## WHAT IS BEING ASKED
Nothing but the lines from the line with "pub fn normalize_identity(value: &Value, default_language: &str)" through the end of the data is to be copied, and each is to be copied exactly.

## PROVIDED MATERIAL

Content starts

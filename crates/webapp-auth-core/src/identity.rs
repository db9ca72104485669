//! Identity extraction and sanitization.
//!
//! The `user` field of verified init data holds a URL-encoded JSON object.
//! This module decodes it and turns it into a [`NormalizedIdentity`] whose
//! `id` is always a positive integer and whose text fields are trimmed,
//! length-capped and, for `username`, restricted to a safe charset.

use std::fmt;
use std::num::NonZeroU64;
use std::str::FromStr;

use serde::{Deserialize, Serialize};
use serde_json::{Map, Value};

use crate::error::{AuthError, Result};
use crate::referral::{extract_referral_code, generate_referral_code};

/// Name of the init data field carrying the identity JSON.
pub const USER_FIELD: &str = "user";

/// Maximum length, in characters, of the optional name fields.
pub const MAX_NAME_CHARS: usize = 255;

/// Language used when the identity carries none.
pub const DEFAULT_LANGUAGE_CODE: &str = "en";

/// A positive numeric user identifier.
#[derive(Clone, Copy, PartialEq, Eq, Hash, PartialOrd, Ord, Serialize, Deserialize)]
#[serde(transparent)]
pub struct UserId(NonZeroU64);

impl UserId {
    /// Create an identifier, returning `None` for zero.
    #[must_use]
    pub const fn new(id: u64) -> Option<Self> {
        match NonZeroU64::new(id) {
            Some(id) => Some(Self(id)),
            None => None,
        }
    }

    /// Return the numeric value.
    #[must_use]
    pub const fn get(self) -> u64 {
        self.0.get()
    }
}

impl FromStr for UserId {
    type Err = AuthError;

    /// Parse a non-empty string of ASCII decimal digits.
    ///
    /// Signs, whitespace and non-ASCII digits are rejected.
    fn from_str(s: &str) -> Result<Self> {
        if s.is_empty() || !s.bytes().all(|b| b.is_ascii_digit()) {
            return Err(AuthError::InvalidIdentifier);
        }
        s.parse::<u64>()
            .ok()
            .and_then(Self::new)
            .ok_or(AuthError::InvalidIdentifier)
    }
}

impl TryFrom<&Value> for UserId {
    type Error = AuthError;

    /// Accept a JSON integer or a string of decimal digits.
    fn try_from(value: &Value) -> Result<Self> {
        match value {
            Value::Number(n) => n
                .as_u64()
                .and_then(Self::new)
                .ok_or(AuthError::InvalidIdentifier),
            Value::String(s) => s.parse(),
            _ => Err(AuthError::InvalidIdentifier),
        }
    }
}

impl fmt::Debug for UserId {
    fn fmt(&self, f: &mut fmt::Formatter<'_>) -> fmt::Result {
        write!(f, "UserId({})", self.0)
    }
}

impl fmt::Display for UserId {
    fn fmt(&self, f: &mut fmt::Formatter<'_>) -> fmt::Result {
        write!(f, "{}", self.0)
    }
}

/// A verified, sanitized identity.
#[derive(Debug, Clone, PartialEq, Eq, Serialize, Deserialize)]
pub struct NormalizedIdentity {
    /// The platform user ID.
    pub id: UserId,
    /// Handle, restricted to ASCII letters, digits, `_` and `-`.
    pub username: Option<String>,
    /// First name.
    pub first_name: Option<String>,
    /// Last name.
    pub last_name: Option<String>,
    /// Whether the account is a bot.
    #[serde(default)]
    pub is_bot: bool,
    /// IETF language tag reported by the client.
    pub language_code: String,
    /// Authentication timestamp (epoch seconds) as received.
    pub auth_date: Option<String>,
    /// Start parameter the app was opened with.
    pub start_param: Option<String>,
}

impl NormalizedIdentity {
    /// Referral code of this user.
    #[must_use]
    pub fn referral_code(&self) -> String {
        generate_referral_code(self.id.get())
    }

    /// Referral code of the inviting user, taken from `start_param`.
    ///
    /// An empty code after `ref_` counts as no referral.
    #[must_use]
    pub fn referred_by(&self) -> Option<String> {
        extract_referral_code(self.start_param.as_deref()).filter(|code| !code.is_empty())
    }
}

/// Decode the raw `user` field into a JSON object.
///
/// The value is percent-decoded once more on top of the query string
/// decoding, then parsed as JSON.
pub fn parse_identity_field(raw: Option<&str>) -> Result<Value> {
    let raw = raw
        .filter(|s| !s.is_empty())
        .ok_or(AuthError::MissingIdentity)?;

    let decoded = urlencoding::decode(raw)
        .map_err(|e| AuthError::InvalidIdentityFormat(e.to_string()))?;

    let value: Value = serde_json::from_str(&decoded)
        .map_err(|e| AuthError::InvalidIdentityFormat(e.to_string()))?;

    if !value.is_object() {
        return Err(AuthError::InvalidIdentityFormat(
            "expected a JSON object".into(),
        ));
    }

    Ok(value)
}

/// Normalize a decoded identity object.
///
/// Only a missing or unusable `id` is fatal. Every other field is cleaned up
/// or defaulted: a `username` with disallowed characters is dropped, not
/// rejected.
pub fn normalize_identity(value: &Value, default_language: &str) -> Result<NormalizedIdentity> {
    let obj = value
        .as_object()
        .ok_or_else(|| AuthError::InvalidIdentityFormat("expected a JSON object".into()))?;

    let id = obj
        .get("id")
        .ok_or(AuthError::InvalidIdentifier)
        .and_then(UserId::try_from)?;

    let username = clean_text(obj, "username").filter(|name| {
        let valid = is_valid_username(name);
        if !valid {
            tracing::debug!(user_id = %id, "Discarding username with disallowed characters");
        }
        valid
    });

    let language_code = obj
        .get("language_code")
        .and_then(Value::as_str)
        .map(str::trim)
        .filter(|s| !s.is_empty())
        .unwrap_or(default_language)
        .to_string();

    Ok(NormalizedIdentity {
        id,
        username,
        first_name: clean_text(obj, "first_name"),
        last_name: clean_text(obj, "last_name"),
        is_bot: obj.get("is_bot").and_then(Value::as_bool).unwrap_or(false),
        language_code,
        auth_date: scalar_to_string(obj.get("auth_date")),
        start_param: scalar_to_string(obj.get("start_param")),
    })
}

/// Trim, cap at [`MAX_NAME_CHARS`], and treat empty as absent.
fn clean_text(obj: &Map<String, Value>, key: &str) -> Option<String> {
    let trimmed = obj.get(key)?.as_str()?.trim();
    if trimmed.is_empty() {
        return None;
    }
    Some(trimmed.chars().take(MAX_NAME_CHARS).collect())
}

fn is_valid_username(name: &str) -> bool {
    name.bytes()
        .all(|b| b.is_ascii_alphanumeric() || b == b'_' || b == b'-')
}

fn scalar_to_string(value: Option<&Value>) -> Option<String> {
    match value? {
        Value::String(s) => Some(s.clone()),
        Value::Number(n) => Some(n.to_string()),
        _ => None,
    }
}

Content ends

## RESPONSE AREA
pub fn normalize_identity(value: &Value, default_language: &str) -> Result<NormalizedIdentity> {
    let obj = value
        .as_object()
        .ok_or_else(|| AuthError::InvalidIdentityFormat("expected a JSON object".into()))?;

    let id = obj
        .get("id")
        .ok_or(AuthError::InvalidIdentifier)
        .and_then(UserId::try_from)?;

    let username = clean_text(obj, "username").filter(|name| {
        let valid = is_valid_username(name);
        if !valid {
            tracing::debug!(user_id = %id, "Discarding username with disallowed characters");
        }
        valid
    });

    let language_code = obj
        .get("language_code")
        .and_then(Value::as_str)
        .map(str::trim)
        .filter(|s| !s.is_empty())
        .unwrap_or(default_language)
        .to_string();

    Ok(NormalizedIdentity {
        id,
        username,
        first_name: clean_text(obj, "first_name"),
        last_name: clean_text(obj, "last_name"),
        is_bot: obj.get("is_bot").and_then(Value::as_bool).unwrap_or(false),
        language_code,
        auth_date: scalar_to_string(obj.get("auth_date")),
        start_param: scalar_to_string(obj.get("start_param")),
    })
}

/// Trim, cap at [`MAX_NAME_CHARS`], and treat empty as absent.
fn clean_text(obj: &Map<String, Value>, key: &str) -> Option<String> {
    let trimmed = obj.get(key)?.as_str()?.trim();
    if trimmed.is_empty() {
        return None;
    }
    Some(trimmed.chars().take(MAX_NAME_CHARS).collect())
}

fn is_valid_username(name: &str) -> bool {
    name.bytes()
        .all(|b| b.is_ascii_alphanumeric() || b == b'_' || b == b'-')
}

fn scalar_to_string(value: Option<&Value>) -> Option<String> {
    match value? {
        Value::String(s) => Some(s.clone()),
        Value::Number(n) => Some(n.to_string()),
        _ => None,
    }
}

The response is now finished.